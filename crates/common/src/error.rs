//! Configuration error types

use thiserror::Error;

/// Errors raised while loading or validating configuration.
#[derive(Error, Debug)]
pub enum Error {
    #[error("Configuration error: {0}")]
    Config(String),

    #[error("I/O error: {0}")]
    Io(#[from] std::io::Error),

    #[error("TOML parse error: {0}")]
    Toml(#[from] toml::de::Error),
}

/// Result alias using common Error
pub type Result<T> = std::result::Result<T, Error>;
//! Prometheus metrics exposition
//!
//! HTTP-level metrics recorded here:
//!
//! - `http_requests_total` (counter): labels `route`, `status`
//! - `http_request_duration_seconds` (histogram): label `route`
//!
//! The generation controller records `generation_attempts_total`,
//! `credential_rotations_total` and `generation_failures_total` through the
//! same recorder.

use metrics_exporter_prometheus::{Matcher, PrometheusBuilder, PrometheusHandle};

const DURATION_METRIC: &str = "http_request_duration_seconds";

/// Generation calls can take a full minute per attempt, so buckets reach 120s.
const DURATION_BUCKETS: &[f64] = &[
    0.005, 0.01, 0.025, 0.05, 0.1, 0.25, 0.5, 1.0, 2.5, 5.0, 10.0, 30.0, 60.0, 120.0,
];

fn builder() -> PrometheusBuilder {
    PrometheusBuilder::new()
        .set_buckets_for_metric(Matcher::Full(DURATION_METRIC.to_string()), DURATION_BUCKETS)
        .expect("failed to set histogram buckets")
}

/// Install the Prometheus recorder and return a handle for rendering metrics.
pub fn install_recorder() -> PrometheusHandle {
    builder()
        .install_recorder()
        .expect("failed to install Prometheus recorder")
}

/// Record a completed request.
pub fn record_request(route: &str, status: u16, duration_secs: f64) {
    let route = route.to_string();
    metrics::counter!("http_requests_total", "route" => route.clone(), "status" => status.to_string())
        .increment(1);
    metrics::histogram!(DURATION_METRIC, "route" => route).record(duration_secs);
}

#[cfg(test)]
mod tests {
    use super::*;
    use metrics_exporter_prometheus::PrometheusRecorder;

    #[test]
    fn record_request_does_not_panic_without_recorder() {
        record_request("/api/plans", 200, 0.05);
    }

    fn isolated_recorder() -> (PrometheusRecorder, PrometheusHandle) {
        let recorder = builder().build_recorder();
        let handle = recorder.handle();
        (recorder, handle)
    }

    #[test]
    fn record_request_renders_counter_and_histogram() {
        let (recorder, handle) = isolated_recorder();
        let _guard = metrics::set_default_local_recorder(&recorder);

        record_request("/api/plans", 200, 12.5);
        record_request("/api/login", 403, 0.01);

        let output = handle.render();
        assert!(output.contains("http_requests_total"));
        assert!(output.contains("route=\"/api/plans\""));
        assert!(output.contains("status=\"403\""));
        assert!(
            output.contains("http_request_duration_seconds_bucket"),
            "histogram must render _bucket lines"
        );
        assert!(output.contains("le=\"120\""), "120s bucket must exist");
        assert!(output.contains("le=\"0.005\""), "5ms bucket must exist");
    }
}
//! Error types for pool operations

/// Errors from pool operations.
#[derive(Debug, thiserror::Error)]
pub enum Error {
    /// No active key exists. Retrying without outside intervention will not help.
    #[error("no active credential available: {0}")]
    NotFound(String),

    #[error("key store error: {0}")]
    Store(String),

    #[error("remote pool call failed: {0}")]
    Remote(String),
}

/// Result alias for pool operations.
pub type Result<T> = std::result::Result<T, Error>;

____

Write down exactly every line of the material above up to and including the line containing "using common Error".

> Answer
filename crates/common/src/error.rs
//! Configuration error types

use thiserror::Error;

/// Errors raised while loading or validating configuration.
#[derive(Error, Debug)]
pub enum Error {
    #[error("Configuration error: {0}")]
    Config(String),

    #[error("I/O error: {0}")]
    Io(#[from] std::io::Error),

    #[error("TOML parse error: {0}")]
    Toml(#[from] toml::de::Error),
}

/// Result alias using common Error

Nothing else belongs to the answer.